For signs of strength, consider that Coldwater Creek's cash from operations increased 68.2% to $29.6 million, and it managed to generate $2.7 million in free cash flow, which is an improvement from the first quarter last year, when it didn't generate positive free cash flow.

It's true that Coldwater Creek was able to generate impressive sales in a tough spring season -- but let's not forget that gross margin did decrease as the company had to reduce the price on some merchandise. Then there's the competition for the older female shopper that Coldwater Creek caters to -- it faces formidable rivals such as Ann Taylor (NYSE:ANN), Talbots (NYSE:TLB), and Chico's (NYSE:CHS) -- and Chico's seems to me to be particularly hungry these days.

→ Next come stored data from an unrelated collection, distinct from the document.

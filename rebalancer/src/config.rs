//! TOML configuration loading and validation.
//!
//! Every section and key is optional; a missing file section falls back to
//! the library defaults.

use std::path::{Path, PathBuf};

use allocbook::{AllocationMode, OptimizeRequest, OptimizerConfig, RiskProfile};
use serde::Deserialize;

use crate::error::{Error, Result};
use crate::plan::{RebalanceParams, RoundingPolicy, DEFAULT_DRIFT_THRESHOLD, DEFAULT_LOT_SIZE};

/// Top-level configuration.
#[derive(Debug, Clone, Default, Deserialize)]
#[serde(default)]
pub struct Config {
    pub optimizer: OptimizerSection,
    pub rebalance: RebalanceSection,
    pub logging: LoggingConfig,
}

/// `[optimizer]`: request defaults plus estimation and solver settings.
#[derive(Debug, Clone, Deserialize)]
#[serde(default)]
pub struct OptimizerSection {
    pub mode: AllocationMode,
    pub profile: RiskProfile,
    pub target_return: Option<f64>,
    pub max_volatility: Option<f64>,
    pub risk_free: f64,
    pub ridge: f64,
    pub periods_per_year: f64,
    pub max_iterations: usize,
    pub tolerance: f64,
}

impl Default for OptimizerSection {
    fn default() -> Self {
        let solver = OptimizerConfig::default();
        Self {
            mode: AllocationMode::default(),
            profile: RiskProfile::default(),
            target_return: None,
            max_volatility: None,
            risk_free: solver.risk_free,
            ridge: solver.ridge,
            periods_per_year: solver.periods_per_year,
            max_iterations: solver.max_iterations,
            tolerance: solver.tolerance,
        }
    }
}

/// `[rebalance]`
#[derive(Debug, Clone, Deserialize)]
pub struct RebalanceSection {
    #[serde(default = "default_lot_size")]
    pub lot_size: u64,
    #[serde(default = "default_drift_threshold")]
    pub drift_threshold: f64,
    #[serde(default)]
    pub rounding: RoundingPolicy,
}

fn default_lot_size() -> u64 {
    DEFAULT_LOT_SIZE
}
fn default_drift_threshold() -> f64 {
    DEFAULT_DRIFT_THRESHOLD
}

impl Default for RebalanceSection {
    fn default() -> Self {
        Self {
            lot_size: default_lot_size(),
            drift_threshold: default_drift_threshold(),
            rounding: RoundingPolicy::default(),
        }
    }
}

/// `[logging]`: where the audit trail goes.
#[derive(Debug, Clone, Deserialize)]
pub struct LoggingConfig {
    #[serde(default = "default_log_dir")]
    pub dir: String,
    #[serde(default = "default_audit_file")]
    pub audit_file: String,
    #[serde(default = "default_true")]
    pub audit: bool,
}

fn default_log_dir() -> String {
    "./logs".into()
}
fn default_audit_file() -> String {
    "audit.jsonl".into()
}
fn default_true() -> bool {
    true
}

impl Default for LoggingConfig {
    fn default() -> Self {
        Self {
            dir: default_log_dir(),
            audit_file: default_audit_file(),
            audit: true,
        }
    }
}

impl Config {
    /// Load config from a TOML file.
    pub fn load(path: &Path) -> Result<Self> {
        let contents = std::fs::read_to_string(path).map_err(|e| Error::ConfigRead {
            path: path.to_path_buf(),
            source: e,
        })?;
        Self::from_toml(&contents)
    }

    /// Parse and validate TOML text.
    pub fn from_toml(contents: &str) -> Result<Self> {
        let config: Config = toml::from_str(contents)?;
        config.validate()?;
        Ok(config)
    }

    /// Validate config invariants.
    fn validate(&self) -> Result<()> {
        self.optimizer_config()
            .validate()
            .map_err(|e| Error::Config(e.to_string()))?;
        if let Some(target) = self.optimizer.target_return {
            if !target.is_finite() {
                return Err(Error::Config("target_return must be finite".into()));
            }
        }
        if let Some(ceiling) = self.optimizer.max_volatility {
            if !ceiling.is_finite() || ceiling <= 0.0 {
                return Err(Error::Config("max_volatility must be > 0".into()));
            }
        }
        if self.rebalance.lot_size == 0 {
            return Err(Error::Config("lot_size must be >= 1".into()));
        }
        if !(0.0..=1.0).contains(&self.rebalance.drift_threshold) {
            return Err(Error::Config(
                "drift_threshold must be in [0.0, 1.0]".into(),
            ));
        }
        if self.logging.audit_file.is_empty() {
            return Err(Error::Config("audit_file must not be empty".into()));
        }
        Ok(())
    }

    /// Estimation and solver settings for [`allocbook::optimize`].
    pub fn optimizer_config(&self) -> OptimizerConfig {
        OptimizerConfig {
            risk_free: self.optimizer.risk_free,
            ridge: self.optimizer.ridge,
            periods_per_year: self.optimizer.periods_per_year,
            max_iterations: self.optimizer.max_iterations,
            tolerance: self.optimizer.tolerance,
        }
    }

    /// The configured default optimization request.
    pub fn optimize_request(&self) -> OptimizeRequest {
        OptimizeRequest {
            mode: self.optimizer.mode,
            profile: self.optimizer.profile,
            target_return: self.optimizer.target_return,
            max_volatility: self.optimizer.max_volatility,
        }
    }

    /// Rebalance parameters with no new cash.
    pub fn rebalance_params(&self) -> RebalanceParams {
        RebalanceParams {
            drift_threshold: self.rebalance.drift_threshold,
            new_cash: 0.0,
            lot_size: self.rebalance.lot_size,
            rounding: self.rebalance.rounding,
        }
    }

    /// Full path to the audit log file.
    pub fn audit_path(&self) -> PathBuf {
        Path::new(&self.logging.dir).join(&self.logging.audit_file)
    }
}
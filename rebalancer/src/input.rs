//! Price files: daily close history for the optimizer and latest prices for a plan.
//!
//! History is a JSON array of `{ "symbol", "date", "close" }` records with
//! ISO dates; `close` may be `null` for a missing observation. Latest prices
//! are a JSON object mapping ticker to price.

use std::path::Path;

use allocbook::{PriceSeries, Symbol, Timestamp};
use chrono::{Datelike, NaiveDate};
use serde::Deserialize;

use crate::error::{Error, Result};
use crate::plan::PriceMap;

#[derive(Debug, Deserialize)]
struct HistoryRecord {
    symbol: Symbol,
    date: NaiveDate,
    close: Option<f64>,
}

/// Calendar date as an optimizer timestamp (days from the common era).
pub fn date_to_timestamp(date: NaiveDate) -> Timestamp {
    date.num_days_from_ce() as Timestamp
}

/// Inverse of [`date_to_timestamp`]; `None` outside chrono's range.
pub fn timestamp_to_date(ts: Timestamp) -> Option<NaiveDate> {
    i32::try_from(ts)
        .ok()
        .and_then(NaiveDate::from_num_days_from_ce_opt)
}

/// Parse a close-price history document.
pub fn history_from_json(json: &str) -> Result<PriceSeries> {
    let records: Vec<HistoryRecord> = serde_json::from_str(json)?;
    let mut series = PriceSeries::new();
    for r in records {
        series.push(r.symbol, date_to_timestamp(r.date), r.close.unwrap_or(f64::NAN));
    }
    Ok(series)
}

/// Load a close-price history file.
pub fn load_history(path: &Path) -> Result<PriceSeries> {
    let contents = std::fs::read_to_string(path).map_err(|e| Error::Read {
        path: path.to_path_buf(),
        source: e,
    })?;
    history_from_json(&contents)
}

/// Parse a `{ "TICKER": price }` document.
pub fn prices_from_json(json: &str) -> Result<PriceMap> {
    Ok(serde_json::from_str(json)?)
}

/// Load a latest-price file.
pub fn load_prices(path: &Path) -> Result<PriceMap> {
    let contents = std::fs::read_to_string(path).map_err(|e| Error::Read {
        path: path.to_path_buf(),
        source: e,
    })?;
    prices_from_json(&contents)
}

#[cfg(test)]
mod tests {
    use super::*;

    #[test]
    fn parse_history() {
        let json = r#"[
            { "symbol": "AAA", "date": "2024-01-02", "close": 10.0 },
            { "symbol": "AAA", "date": "2024-01-03", "close": null },
            { "symbol": "BBB", "date": "2024-01-02", "close": 20.0 }
        ]"#;
        let series = history_from_json(json).unwrap();
        assert_eq!(series.len(), 3);
        assert_eq!(series.symbols(), vec![Symbol::new("AAA"), Symbol::new("BBB")]);
        assert!(series.records()[1].price.is_nan());
        assert_eq!(series.records()[1].timestamp - series.records()[0].timestamp, 1);
    }

    #[test]
    fn reject_bad_date() {
        let json = r#"[{ "symbol": "AAA", "date": "2024-13-45", "close": 1.0 }]"#;
        assert!(matches!(history_from_json(json), Err(Error::Parse(_))));
    }

    #[test]
    fn timestamps_round_trip_to_dates() {
        let date = NaiveDate::from_ymd_opt(2025, 6, 30).unwrap();
        assert_eq!(timestamp_to_date(date_to_timestamp(date)), Some(date));
        assert_eq!(timestamp_to_date(i64::MAX), None);
    }

    #[test]
    fn parse_prices() {
        let prices = prices_from_json(r#"{ "AAA": 12.0, "BBB": 20.5 }"#).unwrap();
        assert_eq!(prices.len(), 2);
        assert_eq!(prices[&Symbol::new("BBB")], 20.5);
    }

    #[test]
    fn load_missing_prices() {
        assert!(matches!(
            load_prices(Path::new("nope/prices.json")),
            Err(Error::Read { .. })
        ));
    }
}
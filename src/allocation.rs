//! Allocation modes, risk profiles and the `optimize` entry point.
//!
//! The allocation mode sets the weight bounds, the risk profile picks the
//! objective inside those bounds:
//!
//! | Profile | Objective |
//! |---------|-----------|
//! | conservative | minimum variance |
//! | moderate (default) | maximum Sharpe |
//! | aggressive | maximum Sharpe |
//! | custom | min variance at a target return, or max return under a volatility ceiling |
//!
//! Fallback policy: a `custom` target that is missing, infeasible or fails to
//! solve falls back to maximum Sharpe; any solver failure after that falls back
//! to equal weights. Both are recorded on [`Method`], never returned as errors.

use std::fmt;
use std::str::FromStr;

use log::{debug, warn};

use crate::error::{OptimizeError, Result};
use crate::optimize::{
    equal_weights, max_return_for_volatility, max_sharpe, min_variance, min_variance_for_return,
    normalize_long_only, Bounds, SolverFailure, SolverOptions,
};
use crate::performance::{PerformanceSummary, TRADING_DAYS_PER_YEAR};
use crate::prices::{CleanPrices, PriceSeries};
use crate::stats::{portfolio_returns, Estimates};
use crate::types::{Symbol, Timestamp};

// ---------------------------------------------------------------------------
// Selectors
// ---------------------------------------------------------------------------

/// Weight bounds applied to every surviving asset.
#[derive(Clone, Copy, Debug, Default, PartialEq, Eq, Hash)]
#[cfg_attr(feature = "serde", derive(serde::Serialize, serde::Deserialize))]
#[cfg_attr(feature = "serde", serde(rename_all = "kebab-case"))]
pub enum AllocationMode {
    /// 1/N for every asset, no solver.
    Equal,
    /// Any weight in [0, 1].
    #[default]
    Unconstrained,
    /// Every asset holds at least 5%.
    #[cfg_attr(feature = "serde", serde(rename = "min-floor-5"))]
    MinFloor5,
    /// Every asset holds at least 10%.
    #[cfg_attr(feature = "serde", serde(rename = "min-floor-10"))]
    MinFloor10,
}

impl AllocationMode {
    /// Minimum weight per asset.
    pub fn floor(self) -> f64 {
        match self {
            AllocationMode::Equal | AllocationMode::Unconstrained => 0.0,
            AllocationMode::MinFloor5 => 0.05,
            AllocationMode::MinFloor10 => 0.10,
        }
    }

    pub fn bounds(self) -> Bounds {
        Bounds::with_floor(self.floor())
    }
}

impl fmt::Display for AllocationMode {
    fn fmt(&self, f: &mut fmt::Formatter<'_>) -> fmt::Result {
        match self {
            AllocationMode::Equal => write!(f, "equal"),
            AllocationMode::Unconstrained => write!(f, "unconstrained"),
            AllocationMode::MinFloor5 => write!(f, "min-floor-5"),
            AllocationMode::MinFloor10 => write!(f, "min-floor-10"),
        }
    }
}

In Coldwater Creek's conference call, Chairman and CEO Dennis Pence made an interesting comment about the competitive landscape and Coldwater Creek's ability to serve the target customer. "Some potential large competitors have recently shown they simply do not have the capability to serve this customer, which led them to pull out of this arena because the barriers to entry proved too high." Of course, he was referring to Gap's (NYSE:GPS) decision to shutter Forth & Towne and focus its core concept's efforts on younger customers. True, Gap's retreat from the mature female demographic is good for the remaining retailers that cater to her, but Coldwater Creek will have to prove it can lure more and more customers from its rivals, since the retailer did admit that despite the sales increase, customer traffic is down.

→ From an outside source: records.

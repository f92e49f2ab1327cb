//! Parallel optimization over many requests or many price windows.
//!
//! Requires the `parallel` feature.

use rayon::prelude::*;

use crate::allocation::{optimize_clean, Allocation, OptimizeRequest, OptimizerConfig};
use crate::error::Result;
use crate::prices::PriceSeries;

/// Optimize every `(prices, request)` job in parallel.
///
/// Jobs are independent; one failing does not affect the others. Results
/// come back in input order.
///
/// # Example
///
/// ```ignore
/// use allocbook::{optimize_batch, OptimizeRequest, OptimizerConfig, RiskProfile, AllocationMode};
///
/// let request = OptimizeRequest::new(AllocationMode::MinFloor5, RiskProfile::Conservative);
/// let jobs = vec![(&q1_prices, request), (&q2_prices, request)];
/// let results = optimize_batch(&jobs, &OptimizerConfig::default());
/// ```
pub fn optimize_batch(
    jobs: &[(&PriceSeries, OptimizeRequest)],
    config: &OptimizerConfig,
) -> Vec<Result<Allocation>> {
    jobs.par_iter()
        .map(|(prices, request)| crate::optimize(prices, request, config))
        .collect()
}

/// Clean `prices` once, then solve every request against it in parallel.
///
/// Fails as a whole only if the shared price window is unusable.
pub fn sweep(
    prices: &PriceSeries,
    requests: &[OptimizeRequest],
    config: &OptimizerConfig,
) -> Result<Vec<Allocation>> {
    config.validate()?;
    let clean = prices.clean()?;
    Ok(requests
        .par_iter()
        .map(|request| optimize_clean(&clean, request, config))
        .collect())
}
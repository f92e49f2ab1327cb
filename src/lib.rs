//! # allocbook
//!
//! Deterministic long-only mean-variance allocation for a basket of assets.
//!
//! ## Features
//!
//! - **Cleaning**: duplicate removal, sparse-symbol dropping, forward/back fill
//! - **Allocation modes**: equal, unconstrained, 5% floor, 10% floor
//! - **Risk profiles**: minimum variance, maximum Sharpe, target return, volatility ceiling
//! - **Explicit fallback**: solver failures degrade to equal weight and say so
//! - **Pure**: no I/O, no global state, no threads unless a feature asks for them
//!
//! ## Quick Start
//!
//! ```
//! use allocbook::{optimize, AllocationMode, OptimizeRequest, OptimizerConfig, PriceSeries, RiskProfile, Symbol};
//!
//! let mut prices = PriceSeries::new();
//! for day in 0..90_i64 {
//!     let t = day as f64;
//!     prices.push(Symbol::new("AAA"), day, 100.0 + t + (t * 0.3).sin());
//!     prices.push(Symbol::new("BBB"), day, 50.0 + 0.2 * t + (t * 0.7).cos());
//!     prices.push(Symbol::new("CCC"), day, 20.0 + 0.05 * t + (t * 1.1).sin());
//!     prices.push(Symbol::new("DDD"), day, 80.0 - 0.1 * t + (t * 0.5).cos());
//! }
//!
//! let request = OptimizeRequest::new(AllocationMode::Equal, RiskProfile::Moderate);
//! let allocation = optimize(&prices, &request, &OptimizerConfig::default()).unwrap();
//!
//! assert_eq!(allocation.weights.values(), vec![0.25; 4]);
//! assert_eq!(allocation.observations, 90);
//! ```
//!
//! ## Allocation Modes
//!
//! | Mode | Bounds per asset |
//! |------|------------------|
//! | `equal` | exactly 1/N, no solver |
//! | `unconstrained` | [0, 1] |
//! | `min-floor-5` | [0.05, 1] |
//! | `min-floor-10` | [0.10, 1] |
//!
//! ## Fallbacks
//!
//! Numerical failures never surface as errors. A `custom` target that cannot
//! be met becomes maximum Sharpe; a failed solve becomes equal weight. Both
//! are recorded on [`Method`] and visible in its label:
//!
//! ```
//! use allocbook::{optimize, AllocationMode, OptimizeRequest, OptimizerConfig, PriceSeries, RiskProfile, Symbol};
//!
//! let mut prices = PriceSeries::new();
//! for day in 0..80_i64 {
//!     let t = day as f64;
//!     prices.push(Symbol::new("AAA"), day, 100.0 + t + 3.0 * (t * 0.3).sin());
//!     prices.push(Symbol::new("BBB"), day, 50.0 + 0.3 * t + 2.0 * (t * 0.7).cos());
//! }
//!
//! // No target return or volatility ceiling: custom is ill-posed.
//! let request = OptimizeRequest::new(AllocationMode::Unconstrained, RiskProfile::Custom);
//! let allocation = optimize(&prices, &request, &OptimizerConfig::default()).unwrap();
//! assert!(allocation.method.custom_fallback.is_some());
//! assert!(allocation.method.label().contains("custom target unusable"));
//! ```

pub mod allocation;
mod error;
pub mod optimize;
pub mod performance;
#[cfg(feature = "persistence")]
pub mod persistence;
pub mod prices;
pub mod stats;
#[cfg(feature = "parallel")]
pub mod sweep;
mod types;

// Re-export public API
pub use allocation::{
    optimize, optimize_clean, Allocation, AllocationMode, AssetWeights, Method, Objective,
    OptimizeRequest, OptimizerConfig, RiskProfile,
};
pub use error::{OptimizeError, Result};
pub use optimize::{Bounds, SolverFailure, SolverOptions};
pub use performance::{PerformanceSummary, TRADING_DAYS_PER_YEAR};
pub use prices::{
    CleanPrices, DropReason, DroppedSymbol, PriceRecord, PriceSeries, MIN_OBSERVATIONS,
    MIN_SYMBOLS,
};
pub use stats::Estimates;
#[cfg(feature = "parallel")]
pub use sweep::{optimize_batch, sweep};
pub use types::{ParseSymbolError, Symbol, Timestamp, SYMBOL_MAX_LEN};
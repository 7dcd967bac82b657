//! Tera-backed rendering of request and expectation templates.
mod renderer;


pub use renderer::{RenderedRequest, Renderer, check_syntax, has_template_tags};
pub(crate) use renderer::read_body_file;
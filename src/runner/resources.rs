use async_trait::async_trait;
use tokio::process::Command;
use tracing::debug;

use crate::error::ResourceError;

pub const DEFAULT_KUBECTL: &str = "kubectl";

/// Applies and removes the external resources a case prepares.
#[async_trait]
pub trait ResourcePort: Send + Sync {
    async fn apply(&self, resource: &str) -> Result<(), ResourceError>;
    async fn delete(&self, resource: &str) -> Result<(), ResourceError>;
}

/// Shells out to `<program> apply|delete -f <resource>`.
#[derive(Debug, Clone)]
pub struct KubectlPort {
    program: String,
}

impl Default for KubectlPort {
    fn default() -> Self {
        Self::new(DEFAULT_KUBECTL)
    }
}

impl KubectlPort {
    #[must_use]
    pub fn new(program: impl Into<String>) -> Self {
        Self {
            program: program.into(),
        }
    }

    async fn run(&self, action: &'static str, resource: &str) -> Result<(), ResourceError> {
        let command = format!("{} {} -f {}", self.program, action, resource);
        debug!("{}", command);
        let output = Command::new(&self.program)
            .args([action, "-f", resource])
            .kill_on_drop(true)
            .output()
            .await;
        let output = match output {
            Ok(output) => output,
            Err(err) => {
                return Err(ResourceError::Spawn {
                    command,
                    source: err,
                });
            }
        };
        if output.status.success() {
            return Ok(());
        }
        Err(ResourceError::Failed {
            command,
            status: output.status.to_string(),
            stderr: String::from_utf8_lossy(&output.stderr).trim().to_owned(),
        })
    }
}

#[async_trait]
impl ResourcePort for KubectlPort {
    async fn apply(&self, resource: &str) -> Result<(), ResourceError> {
        self.run("apply", resource).await
    }

    async fn delete(&self, resource: &str) -> Result<(), ResourceError> {
        self.run("delete", resource).await
    }
}

/// Applies `resources` in order, stopping at the first failure.
pub(super) async fn apply_all(
    port: &dyn ResourcePort,
    resources: &[String],
) -> Result<(), ResourceError> {
    for resource in resources {
        port.apply(resource).await?;
    }
    Ok(())
}

/// Deletes `resources` in reverse order, stopping at the first failure.
pub(super) async fn delete_all(
    port: &dyn ResourcePort,
    resources: &[String],
) -> Result<(), ResourceError> {
    for resource in resources.iter().rev() {
        port.delete(resource).await?;
    }
    Ok(())
}
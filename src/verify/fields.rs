use std::collections::BTreeMap;

use serde_json::{Map, Value};

use crate::error::VerifyError;
use crate::expr::values_equal;
use crate::json::scalar_repr;

/// Checks slash-delimited paths against the decoded body. Navigation goes
/// through mappings only.
///
/// # Errors
///
/// Returns `FieldNotFound` for a missing path and `FieldMismatch` for an
/// unequal value.
pub fn check_fields(
    expected: &BTreeMap<String, Value>,
    body: &Map<String, Value>,
) -> Result<(), VerifyError> {
    for (key, expected_value) in expected {
        let actual = lookup(body, key).ok_or_else(|| VerifyError::FieldNotFound { key: key.clone() })?;
        if !field_matches(expected_value, actual) {
            return Err(VerifyError::FieldMismatch {
                key: key.clone(),
                expected: expected_value.clone(),
                actual: actual.clone(),
            });
        }
    }
    Ok(())
}

fn lookup<'a>(body: &'a Map<String, Value>, path: &str) -> Option<&'a Value> {
    let mut segments = path.split('/');
    let mut current = body.get(segments.next()?)?;
    for segment in segments {
        current = current.as_object()?.get(segment)?;
    }
    Some(current)
}

/// Values are equal with numbers compared by value (`2.0` matches `2`), or
/// the expected value is an integer whose string form matches the actual one.
fn field_matches(expected: &Value, actual: &Value) -> bool {
    if values_equal(expected, actual) {
        return true;
    }
    let expected_is_int = expected.as_i64().is_some() || expected.as_u64().is_some();
    expected_is_int && scalar_repr(expected) == scalar_repr(actual)
}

There's a lot to like about Coldwater Creek, including its clean balance sheet, with plenty of cash and no debt. However, it seems pretty certain that investors bid up the shares because of an increase in company guidance for 2007 to a range of $1.26 billion to $1.28 billion in sales, with profit of $0.61 to $0.67 per share. (That's a substantial increase from previous guidance for sales of $1.24 billion to $1.27 billion and earnings of $0.55 per share to $0.63 per share.) Bear in mind, though: Coldwater Creek also said in the conference call that this is the last time it will provide quarterly guidance.

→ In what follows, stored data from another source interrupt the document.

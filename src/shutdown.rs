use tokio::sync::broadcast;

#[cfg(unix)]
use tokio::signal::unix::{SignalKind, signal};

/// Cancels in-flight requests and stops suite workers.
pub type ShutdownSender = broadcast::Sender<()>;
pub type ShutdownReceiver = broadcast::Receiver<()>;

/// Broadcast channel size for shutdown notifications (single signal fan-out).
const SHUTDOWN_CHANNEL_CAPACITY: usize = 1;

#[must_use]
pub fn shutdown_channel() -> (ShutdownSender, ShutdownReceiver) {
    broadcast::channel::<()>(SHUTDOWN_CHANNEL_CAPACITY)
}

/// Forwards Ctrl+C (and SIGTERM on unix) to the shutdown channel. The task
/// also ends once any other party sends shutdown.
pub fn setup_signal_shutdown_handler(shutdown_tx: &ShutdownSender) -> tokio::task::JoinHandle<()> {
    let shutdown_tx = shutdown_tx.clone();
    let mut shutdown_rx = shutdown_tx.subscribe();
    tokio::spawn(async move {

        #[cfg(unix)]
        let mut term_signal = match signal(SignalKind::terminate()) {
            Ok(signal) => Some(signal),
            Err(err) => {
                tracing::warn!("Failed to register SIGTERM handler: {}", err);
                None
            }
        };

        #[cfg(unix)]
        {
            tokio::select! {
                _ = shutdown_rx.recv() => {}
                _ = tokio::signal::ctrl_c() => {
                    tracing::info!("Interrupted, stopping test run.");
                    drop(shutdown_tx.send(()));
                }
                () = async {
                    if let Some(signal) = term_signal.as_mut() {
                        signal.recv().await;
                    } else {
                        std::future::pending::<()>().await;
                    }
                } => {
                    tracing::info!("Terminated, stopping test run.");
                    drop(shutdown_tx.send(()));
                }
            }
        }

        #[cfg(not(unix))]
        {
            tokio::select! {
                _ = shutdown_rx.recv() => {}
                _ = tokio::signal::ctrl_c() => {
                    tracing::info!("Interrupted, stopping test run.");
                    drop(shutdown_tx.send(()));
                }
            }
        }
    })
}
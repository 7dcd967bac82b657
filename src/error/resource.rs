use thiserror::Error;

#[derive(Debug, Error)]
pub enum ResourceError {
    #[error("Failed to run '{command}': {source}")]
    Spawn {
        command: String,
        #[source]
        source: std::io::Error,
    },
    #[error("'{command}' exited with {status}: {stderr}")]
    Failed {
        command: String,
        status: String,
        stderr: String,
    },
}
use std::collections::{BTreeMap, BTreeSet};
use std::time::Duration;

use chrono::{DateTime, Utc};
use serde::{Serialize, Serializer};

use super::record::ReportRecord;

const NANOS_PER_SEC: u128 = 1_000_000_000;
const MIN_QPS_WINDOW: Duration = Duration::from_millis(1);

/// Statistics for one API. `method` lists the distinct methods seen, comma
/// separated.
#[derive(Debug, Clone, PartialEq, Eq, Serialize)]
pub struct ReportResult {
    #[serde(rename = "API")]
    pub api: String,
    #[serde(rename = "Method")]
    pub method: String,
    #[serde(rename = "Count")]
    pub count: u64,
    #[serde(rename = "Average", serialize_with = "as_nanos")]
    pub average: Duration,
    #[serde(rename = "Max", serialize_with = "as_nanos")]
    pub max: Duration,
    #[serde(rename = "Min", serialize_with = "as_nanos")]
    pub min: Duration,
    #[serde(rename = "QPS")]
    pub qps: u64,
    #[serde(rename = "Error")]
    pub error: u64,
}

#[derive(Default)]
struct Group<'a> {
    methods: BTreeSet<&'a str>,
    count: u64,
    total: u128,
    max: Duration,
    min: Option<Duration>,
    errors: u64,
    first_begin: Option<DateTime<Utc>>,
    last_end: Option<DateTime<Utc>>,
}

impl<'a> Group<'a> {
    fn add(&mut self, record: &'a ReportRecord) {
        self.methods.insert(record.method.as_str());
        let duration = record.duration();
        self.count = self.count.saturating_add(1);
        self.total = self.total.saturating_add(duration.as_nanos());
        self.max = self.max.max(duration);
        self.min = Some(self.min.map_or(duration, |min| min.min(duration)));
        self.errors = self.errors.saturating_add(record.error_count());
        self.first_begin = Some(
            self.first_begin
                .map_or(record.begin_time, |begin| begin.min(record.begin_time)),
        );
        self.last_end = Some(
            self.last_end
                .map_or(record.end_time, |end| end.max(record.end_time)),
        );
    }

    fn average(&self) -> Duration {
        let nanos = self
            .total
            .checked_div(u128::from(self.count))
            .unwrap_or_default();
        Duration::from_nanos(u64::try_from(nanos).unwrap_or(u64::MAX))
    }

    /// Runs per second over the group's window, rounded down. A window under
    /// one millisecond reports the count itself.
    fn qps(&self) -> u64 {
        let window = match (self.first_begin, self.last_end) {
            (Some(begin), Some(end)) => end
                .signed_duration_since(begin)
                .to_std()
                .unwrap_or_default(),
            (None, _) | (_, None) => Duration::ZERO,
        };
        if window < MIN_QPS_WINDOW {
            return self.count;
        }
        u128::from(self.count)
            .saturating_mul(NANOS_PER_SEC)
            .checked_div(window.as_nanos())
            .and_then(|qps| u64::try_from(qps).ok())
            .unwrap_or(self.count)
    }
}

/// Groups records by API and orders the groups by descending average
/// duration, then API.
#[must_use]
pub fn aggregate(records: &[ReportRecord]) -> Vec<ReportResult> {
    let mut groups: BTreeMap<&str, Group<'_>> = BTreeMap::new();
    for record in records {
        groups.entry(record.api.as_str()).or_default().add(record);
    }

    let mut results: Vec<ReportResult> = groups
        .into_iter()
        .map(|(api, group)| ReportResult {
            api: api.to_owned(),
            method: group.methods.iter().copied().collect::<Vec<_>>().join(","),
            count: group.count,
            average: group.average(),
            max: group.max,
            min: group.min.unwrap_or_default(),
            qps: group.qps(),
            error: group.errors,
        })
        .collect();
    results.sort_by(|left, right| {
        right
            .average
            .cmp(&left.average)
            .then_with(|| left.api.cmp(&right.api))
    });
    results
}

fn as_nanos<S>(duration: &Duration, serializer: S) -> Result<S::Ok, S::Error>
where
    S: Serializer,
{
    serializer.serialize_u64(u64::try_from(duration.as_nanos()).unwrap_or(u64::MAX))
}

Granted, Coldwater Creek's management did discuss intentions to differentiate itself from rivals and build its business for the long term in the conference call, and those plans sound both reasonable and necessary. However, a glance at its double-digit P/E ratio (it's trading at 38 times expected earnings for this year, for example) and my lack of conviction that it's that well insulated from the competition make me think Coldwater Creek's stock is just too hot to handle at the moment.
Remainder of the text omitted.